Suspiró pesadamente, pues aunque nunca había interactuado de forma significativa con Nicole, su muerte le provocaba un vacío que no era capaz de ignorar. 

—Gracias a ella estamos vivos. —El rubio expresó las palabras como un suspiro.

—¡¿Gracias a ella estamos vivos, así es como vas a justificarlo?! ¡Eres un cobarde que siempre aprovecha la situación para huir!

—Estoy cansado de tu arrogancia, cansado de cargar con tu frustración y también, de la absurda necesidad que tienes por aferrarte a un mundo que se cae a pedazos. ¿Cuántas muertes más necesitas presenciar para dejar atrás tus fantasías y afrontar la realidad? 

»Puedes volver si quieres... Yo no pienso tirar a la basura el sacrificio de Nicole —soltó el nombre al aire, con solemnidad y respeto, pues pensó que aquello era lo mínimo que le debía a quien lo había portado. 

Dio media vuelta y encaminó sus pasos hacia los suburbios tras la estación, pensando que Samantha tenía la suficiente inteligencia como para no volver y seguir junto a él.

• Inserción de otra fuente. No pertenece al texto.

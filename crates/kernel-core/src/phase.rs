//! Per-zone crowd lifecycle: `low → building → peak → dispersing → low`.

use contracts::{CrowdPhase, GridPoint, Zone, ZoneType};
use rand::Rng;
use serde::{Deserialize, Serialize};

/// Dispersing zones fall back to `low` once intensity drops below this.
pub const DISPERSED_FLOOR: f64 = 30.0;
/// `low` decays toward this and never below it.
pub const LOW_FLOOR: f64 = 5.0;
pub const LOW_DECAY_PER_TICK: f64 = 2.0;
/// Fraction of the capacity-scaled max at which `building` tips into `peak`.
pub const PEAK_ENTRY_RATIO: f64 = 0.9;

const CENTER_SPREAD: (f64, f64) = (2.0, 7.0);

/// Type-dependent rate parameters. Ranges are inclusive.
#[derive(Debug, Clone, Copy, PartialEq)]
pub struct PhaseProfile {
    pub buildup_rate: (f64, f64),
    pub dispersal_rate: (f64, f64),
    pub peak_ticks: (u32, u32),
    pub low_ticks: (u32, u32),
    pub peak_jitter: f64,
}

impl PhaseProfile {
    pub fn for_type(zone_type: ZoneType) -> Self {
        match zone_type {
            ZoneType::EventVenue => Self {
                buildup_rate: (10.0, 18.0),
                dispersal_rate: (12.0, 20.0),
                peak_ticks: (10, 15),
                low_ticks: (6, 12),
                peak_jitter: 8.0,
            },
            ZoneType::Transit => Self {
                buildup_rate: (8.0, 14.0),
                dispersal_rate: (16.0, 24.0),
                peak_ticks: (5, 8),
                low_ticks: (3, 6),
                peak_jitter: 10.0,
            },
            ZoneType::Commercial => Self {
                buildup_rate: (6.0, 12.0),
                dispersal_rate: (8.0, 15.0),
                peak_ticks: (8, 12),
                low_ticks: (4, 8),
                peak_jitter: 6.0,
            },
            ZoneType::Mixed => Self {
                buildup_rate: (7.0, 13.0),
                dispersal_rate: (9.0, 16.0),
                peak_ticks: (6, 10),
                low_ticks: (4, 10),
                peak_jitter: 8.0,
            },
            ZoneType::Tourist => Self {
                buildup_rate: (5.0, 10.0),
                dispersal_rate: (7.0, 14.0),
                peak_ticks: (7, 11),
                low_ticks: (5, 10),
                peak_jitter: 5.0,
            },
        }
    }

    fn sample_limit<R: Rng + ?Sized>(&self, phase: CrowdPhase, rng: &mut R) -> Option<u32> {
        let (lo, hi) = match phase {
            CrowdPhase::Peak => self.peak_ticks,
            CrowdPhase::Low => self.low_ticks,
            CrowdPhase::Building | CrowdPhase::Dispersing => return None,
        };
        Some(rng.gen_range(lo..=hi))
    }
}

#[derive(Debug, Clone, PartialEq, Serialize, Deserialize)]
pub struct ZoneState {
    pub zone_id: String,
    pub phase: CrowdPhase,
    pub intensity: f64,
    pub hotspot_centers: Vec<GridPoint>,
    /// Completed `low → building` restarts.
    pub cycle_count: u64,
    /// Ticks spent in the current phase.
    pub phase_duration: u32,
    /// Ticks the current timed phase (`peak` or `low`) lasts; drawn once on entry.
    pub phase_limit: Option<u32>,
}

impl ZoneState {
    /// The zero-valued state. [`advance`] accepts it as-is.
    pub fn new(zone_id: impl Into<String>) -> Self {
        Self {
            zone_id: zone_id.into(),
            phase: CrowdPhase::Low,
            intensity: 0.0,
            hotspot_centers: Vec::new(),
            cycle_count: 0,
            phase_duration: 0,
            phase_limit: None,
        }
    }

    /// Freshly created and never advanced. Entering low always samples a limit, so a zone
    /// that dispersed back to low is never mistaken for this.
    fn is_zero(&self) -> bool {
        self.phase_limit.is_none() && self.phase_duration == 0 && self.intensity == 0.0
    }

    /// Staggered starting point so zones do not move in lockstep.
    pub fn seeded<R: Rng + ?Sized>(zone: &Zone, rng: &mut R) -> Self {
        let upper = (30.0 * f64::from(zone.capacity) / contracts::REFERENCE_CAPACITY)
            .floor()
            .max(10.0) as u32;
        let phase = CrowdPhase::ALL[rng.gen_range(0..CrowdPhase::ALL.len())];
        let mut state = Self::new(zone.id.clone());
        state.phase = phase;
        state.intensity = f64::from(rng.gen_range(10..=upper));
        state.hotspot_centers = scatter_centers(rng, 2..=4);
        state
    }
}

#[derive(Debug, Clone, Copy, PartialEq)]
pub struct PhaseChange {
    pub from: CrowdPhase,
    pub to: CrowdPhase,
    pub intensity: f64,
}

/// Random fractional grid coordinates away from the border.
pub fn scatter_centers<R: Rng + ?Sized>(
    rng: &mut R,
    count: std::ops::RangeInclusive<usize>,
) -> Vec<GridPoint> {
    let n = rng.gen_range(count);
    (0..n)
        .map(|_| GridPoint {
            i: rng.gen_range(CENTER_SPREAD.0..=CENTER_SPREAD.1),
            j: rng.gen_range(CENTER_SPREAD.0..=CENTER_SPREAD.1),
        })
        .collect()
}

/// One tick of the zone's state machine. Returns the next state and the transition taken, if any.
pub fn advance<R: Rng + ?Sized>(
    state: &ZoneState,
    zone: &Zone,
    rng: &mut R,
) -> (ZoneState, Option<PhaseChange>) {
    let profile = PhaseProfile::for_type(zone.zone_type);
    let max_intensity = zone.max_intensity();
    let mut next = state.clone();
    next.phase_duration = next.phase_duration.saturating_add(1);

    if next.hotspot_centers.is_empty() && (state.is_zero() || next.phase != CrowdPhase::Low) {
        next.hotspot_centers = scatter_centers(rng, 2..=4);
    }

    let mut entered = None;
    match next.phase {
        CrowdPhase::Building => {
            let rate = rng.gen_range(profile.buildup_rate.0..=profile.buildup_rate.1);
            next.intensity += rate;
            if next.intensity > PEAK_ENTRY_RATIO * max_intensity {
                entered = Some(CrowdPhase::Peak);
            }
        }
        CrowdPhase::Peak => {
            let jitter = rng.gen_range(-profile.peak_jitter..=profile.peak_jitter);
            next.intensity += jitter;
            let limit = match next.phase_limit {
                Some(limit) => limit,
                None => {
                    let limit = profile
                        .sample_limit(CrowdPhase::Peak, rng)
                        .unwrap_or(profile.peak_ticks.1);
                    next.phase_limit = Some(limit);
                    limit
                }
            };
            if next.phase_duration > limit {
                entered = Some(CrowdPhase::Dispersing);
            }
        }
        CrowdPhase::Dispersing => {
            let rate = rng.gen_range(profile.dispersal_rate.0..=profile.dispersal_rate.1);
            next.intensity -= rate;
            if next.intensity < DISPERSED_FLOOR {
                entered = Some(CrowdPhase::Low);
            }
        }
        CrowdPhase::Low => {
            next.intensity = (next.intensity - LOW_DECAY_PER_TICK).max(LOW_FLOOR);
            let limit = match next.phase_limit {
                Some(limit) => limit,
                None => {
                    let limit = profile
                        .sample_limit(CrowdPhase::Low, rng)
                        .unwrap_or(profile.low_ticks.1);
                    next.phase_limit = Some(limit);
                    limit
                }
            };
            if next.phase_duration > limit {
                entered = Some(CrowdPhase::Building);
            }
        }
    }

    next.intensity = next.intensity.clamp(0.0, max_intensity);

    let change = entered.map(|to| {
        let from = next.phase;
        next.phase = to;
        next.phase_duration = 0;
        next.phase_limit = profile.sample_limit(to, rng);
        match to {
            CrowdPhase::Low => next.hotspot_centers.clear(),
            CrowdPhase::Building => {
                next.cycle_count = next.cycle_count.saturating_add(1);
                next.hotspot_centers = scatter_centers(rng, 2..=4);
            }
            CrowdPhase::Peak | CrowdPhase::Dispersing => {}
        }
        PhaseChange {
            from,
            to,
            intensity: next.intensity,
        }
    });

    (next, change)
}

#[cfg(test)]
mod tests {
    use super::*;
    use contracts::GeoPoint;
    use rand::SeedableRng;
    use rand_chacha::ChaCha8Rng;

    fn zone(zone_type: ZoneType, capacity: u32) -> Zone {
        Zone {
            id: "z".to_string(),
            name: "Z".to_string(),
            center: GeoPoint::new(12.97, 77.59),
            radius_m: 300.0,
            capacity,
            zone_type,
        }
    }

    #[test]
    fn zero_state_self_initializes_hotspots() {
        let mut rng = ChaCha8Rng::seed_from_u64(1);
        let (next, change) = advance(&ZoneState::new("z"), &zone(ZoneType::Mixed, 25_000), &mut rng);
        assert!(change.is_none());
        assert!((2..=4).contains(&next.hotspot_centers.len()));
        assert_eq!(next.intensity, LOW_FLOOR);
        assert!(next.phase_limit.is_some());
    }

    #[test]
    fn building_tips_into_peak_above_ninety_percent() {
        let mut rng = ChaCha8Rng::seed_from_u64(2);
        let venue = zone(ZoneType::EventVenue, 40_000);
        let mut state = ZoneState::new("z");
        state.phase = CrowdPhase::Building;
        state.intensity = 140.0;

        let (next, change) = advance(&state, &venue, &mut rng);
        let change = change.expect("140 + at least 10 crosses 144");
        assert_eq!(change.from, CrowdPhase::Building);
        assert_eq!(change.to, CrowdPhase::Peak);
        assert_eq!(next.phase_duration, 0);
        assert!(next.intensity <= 160.0);
        let limit = next.phase_limit.expect("peak limit drawn on entry");
        assert!((10..=15).contains(&limit));
    }

    #[test]
    fn dispersing_to_low_clears_hotspots() {
        let mut rng = ChaCha8Rng::seed_from_u64(3);
        let mut state = ZoneState::new("z");
        state.phase = CrowdPhase::Dispersing;
        state.intensity = 31.0;
        state.cycle_count = 2;
        state.hotspot_centers = vec![GridPoint { i: 4.0, j: 4.0 }];

        let (next, change) = advance(&state, &zone(ZoneType::Transit, 45_000), &mut rng);
        assert_eq!(change.map(|c| c.to), Some(CrowdPhase::Low));
        assert!(next.hotspot_centers.is_empty());
        assert!(next.intensity < DISPERSED_FLOOR);

        // Stays empty while low after a completed cycle.
        let (later, _) = advance(&next, &zone(ZoneType::Transit, 45_000), &mut rng);
        assert!(later.hotspot_centers.is_empty());
    }

    #[test]
    fn first_cycle_dispersal_keeps_low_empty() {
        let mut rng = ChaCha8Rng::seed_from_u64(7);
        let zone = zone(ZoneType::EventVenue, 50_000);
        let mut state = ZoneState::seeded(&zone, &mut rng);
        state.phase = CrowdPhase::Dispersing;
        state.intensity = 31.0;
        assert_eq!(state.cycle_count, 0);

        let (low, change) = advance(&state, &zone, &mut rng);
        assert_eq!(change.map(|c| c.to), Some(CrowdPhase::Low));
        assert!(low.hotspot_centers.is_empty());

        let (later, _) = advance(&low, &zone, &mut rng);
        assert_eq!(later.phase, CrowdPhase::Low);
        assert!(later.hotspot_centers.is_empty());
    }

    #[test]
    fn low_restarts_building_with_fresh_centers() {
        let mut rng = ChaCha8Rng::seed_from_u64(4);
        let mut state = ZoneState::new("z");
        state.cycle_count = 1;
        state.phase_limit = Some(3);
        state.phase_duration = 3;
        state.intensity = 12.0;

        let (next, change) = advance(&state, &zone(ZoneType::Tourist, 20_000), &mut rng);
        assert_eq!(change.map(|c| c.to), Some(CrowdPhase::Building));
        assert_eq!(next.cycle_count, 2);
        assert!((2..=4).contains(&next.hotspot_centers.len()));
        assert_eq!(next.phase_limit, None);
        assert_eq!(next.intensity, 10.0);
    }

    #[test]
    fn peak_is_clamped_to_capacity_scaled_max() {
        let mut rng = ChaCha8Rng::seed_from_u64(5);
        let venue = zone(ZoneType::EventVenue, 40_000);
        let mut state = ZoneState::new("z");
        state.phase = CrowdPhase::Peak;
        state.intensity = 190.0;
        state.phase_limit = Some(50);

        for _ in 0..20 {
            let (next, _) = advance(&state, &venue, &mut rng);
            assert!(next.intensity <= 160.0);
            assert!(next.intensity >= 0.0);
            state = next;
        }
    }
}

—Hablas como si Nicole hubiese decidido sacrificarse por ti... —La pelinegra dudó en voz alta—. ¿Ellie hizo lo mismo? —preguntó con desdén, como si se hubiese percatado de una verdad ineludible, mientras observaba a Howard alejarse—. Prefiero quedarme sola que con alguien que solo va a utilizarme para sobrevivir.

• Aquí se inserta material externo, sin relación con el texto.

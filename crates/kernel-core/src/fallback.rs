//! Deterministic stand-ins for the weather and bus feeds.

use chrono::{DateTime, Utc};
use contracts::{BusFleetUpdate, BusPosition, FeedStatus, GeoPoint, WeatherReport};
use rand::Rng;

pub const DEMO_ROUTES: [&str; 8] = ["356", "500", "G4", "335E", "KIA-9", "41C", "201A", "283D"];
const DEMO_SPREAD: f64 = 0.05;
const DEMO_SPEED_KMH: (u32, u32) = (10, 40);

/// Hour-of-day weather, so the dashboard reads sensibly without an API key.
pub fn simulated_weather(city: &str, hour: u32, now: DateTime<Utc>) -> WeatherReport {
    let (temperature, description, icon) = match hour {
        6..=11 => (26.0, "Clear morning", "01d"),
        12..=17 => (30.0, "Partly cloudy", "02d"),
        18..=21 => (27.0, "Clear evening", "01n"),
        _ => (24.0, "Clear night", "01n"),
    };

    WeatherReport {
        city: city.to_string(),
        temperature,
        feels_like: temperature + 2.0,
        humidity: 65,
        wind_speed: 3.5,
        description: description.to_string(),
        icon: icon.to_string(),
        status: FeedStatus::Simulated,
        timestamp: now,
    }
}

/// One bus per demo route scattered around `center`.
pub fn demo_buses<R: Rng + ?Sized>(center: GeoPoint, now: DateTime<Utc>, rng: &mut R) -> BusFleetUpdate {
    let buses = DEMO_ROUTES
        .iter()
        .enumerate()
        .map(|(index, route)| BusPosition {
            id: format!("KA01AB{}", 1000 + index),
            route: (*route).to_string(),
            lat: center.lat + rng.gen_range(-DEMO_SPREAD..=DEMO_SPREAD),
            lon: center.lon + rng.gen_range(-DEMO_SPREAD..=DEMO_SPREAD),
            speed: f64::from(rng.gen_range(DEMO_SPEED_KMH.0..=DEMO_SPEED_KMH.1)),
            timestamp: now,
        })
        .collect();

    BusFleetUpdate::new(buses, FeedStatus::Demo, now)
}
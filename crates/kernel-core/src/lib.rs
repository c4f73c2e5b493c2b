//! Seeded multi-zone crowd simulation: phase machines, density fields, alerts, and history.

pub mod alerts;
pub mod density;
pub mod engine;
pub mod fallback;
pub mod history;
pub mod insight;
pub mod metro;
pub mod monitor;
pub mod phase;
pub mod registry;
pub mod responders;

pub use alerts::AlertEvaluator;
pub use engine::{DensityTick, MetroTick, SimulationEngine};
pub use history::{BoundedLog, HistoryEntry, HistoryRecorder, SeriesKind};
pub use insight::{ActionPlan, CrowdInsights, IncidentReport, InsightProvider, RuleBasedInsights};
pub use metro::{MetroNetwork, MetroStation};
pub use monitor::{CrowdMonitor, DensityOutcome, MetroOutcome, MonitorError};
pub use phase::{advance, PhaseChange, PhaseProfile, ZoneState};
pub use registry::{RegistryError, TransitPairing, ZoneRegistry};
pub use responders::{NearbyResponder, ResponderFleet};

Howard frenó su andar: un sentimiento confuso, mezcla de rabia y nostalgia le impidió continuar. 

El mundo entre ellos se detuvo por unos instantes. Pero la realidad no, pues un sonido chirriante, metálico y agresivo combinado con trepidantes movimientos bajo sus pies, originados en las enormes ballenas de concreto que sostenían a las antiguas vías elevadas del metro, los alertó. 

Ambos levantaron sus miradas hacia las luces de un convoy que, con su avance caótico, acortaba rápidamente la distancia que le separaba de la estación. 

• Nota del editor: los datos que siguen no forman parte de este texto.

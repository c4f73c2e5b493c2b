use std::net::SocketAddr;

use axum::extract::ws::{Message, WebSocket, WebSocketUpgrade};
use axum::extract::{Query, Request, State};
use axum::http::header::{HeaderName, HeaderValue};
use axum::http::{Method, StatusCode};
use axum::middleware::{self, Next};
use axum::response::{IntoResponse, Response};
use axum::routing::{get, post};
use axum::{Json, Router};
use chrono::Utc;
use contracts::{
    ApiError, ErrorCode, GeoPoint, SimulationConfig, StreamEvent, ThresholdUpdate,
    SCHEMA_VERSION_V1,
};
use futures_util::{SinkExt, StreamExt};
use serde::{Deserialize, Serialize};
use serde_json::{json, Value};
use thiserror::Error;
use tokio::net::TcpListener;
use tokio::sync::mpsc;
use tracing::{debug, info, warn};

use crate::hub::{Frame, Registration, SUBSCRIBER_BUFFER};
use crate::scheduler::Scheduler;
use crate::sources::SourceError;
use crate::state::AppState;

const SERVICE_NAME: &str = "Crowd Safety Intelligence System";
const DEFAULT_NEARBY_RADIUS_DEG: f64 = 0.05;
const DEFAULT_REPORT_PERIOD: &str = "1hour";
const WRITER_DRAIN_TIMEOUT: std::time::Duration = std::time::Duration::from_secs(5);

include!("error.rs");
include!("routes/control.rs");
include!("routes/query.rs");
include!("routes/insights.rs");
include!("routes/stream.rs");
include!("util.rs");

/// Runs producers and the HTTP surface until Ctrl-C, then stops both.
pub async fn serve(addr: SocketAddr, config: SimulationConfig) -> Result<(), ServerError> {
    let state = AppState::new(config)?;
    let scheduler = Scheduler::spawn(state.clone());
    let app = router(state);

    let listener = TcpListener::bind(addr).await?;
    info!(addr = %addr, "server.listening");
    axum::serve(listener, app)
        .with_graceful_shutdown(shutdown_signal())
        .await?;

    scheduler.shutdown().await;
    Ok(())
}

fn router(state: AppState) -> Router {
    Router::new()
        .route("/", get(health))
        .route("/ws", get(stream_subscribe))
        .route("/api/status", get(get_status))
        .route("/api/history", get(get_history))
        .route("/api/charts", get(get_charts))
        .route("/api/export", get(get_export))
        .route("/api/settings", get(get_settings))
        .route("/api/settings/thresholds", post(update_thresholds))
        .route("/api/control/pause", post(pause_simulation))
        .route("/api/control/resume", post(resume_simulation))
        .route("/api/control/toggle", post(toggle_simulation))
        .route("/api/control/speed", post(set_speed))
        .route("/api/control/demo-mode", post(toggle_demo_mode))
        .route("/api/control/reset-history", post(reset_history))
        .route("/api/control/reset-stats", post(reset_stats))
        .route("/api/ai/insights", post(crowd_insights))
        .route("/api/ai/action-plan", post(action_plan))
        .route("/api/ai/report", get(incident_report))
        .route("/api/responders/nearby", get(nearby_responders))
        .layer(middleware::from_fn_with_state(state.clone(), cors_middleware))
        .with_state(state)
}

async fn cors_middleware(State(state): State<AppState>, request: Request, next: Next) -> Response {
    if request.method() == Method::OPTIONS {
        let mut response = Response::new(axum::body::Body::empty());
        *response.status_mut() = StatusCode::NO_CONTENT;
        apply_cors_headers(response.headers_mut(), &state.config.frontend_origin);
        return response;
    }

    let mut response = next.run(request).await;
    apply_cors_headers(response.headers_mut(), &state.config.frontend_origin);
    response
}

#[cfg(test)]
mod tests;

El instinto les obligó a retroceder algunos metros en direcciones contrarias y alcanzaron a dedicarse una última mirada que reflejó el verdadero temor que les provocaba el separarse: pudieron ver en el otro la inconfundible mueca de un grito, cuyo sonido fue aplastado por el torrente de piedra y polvo que acompañó al descarrilamiento de los vagones.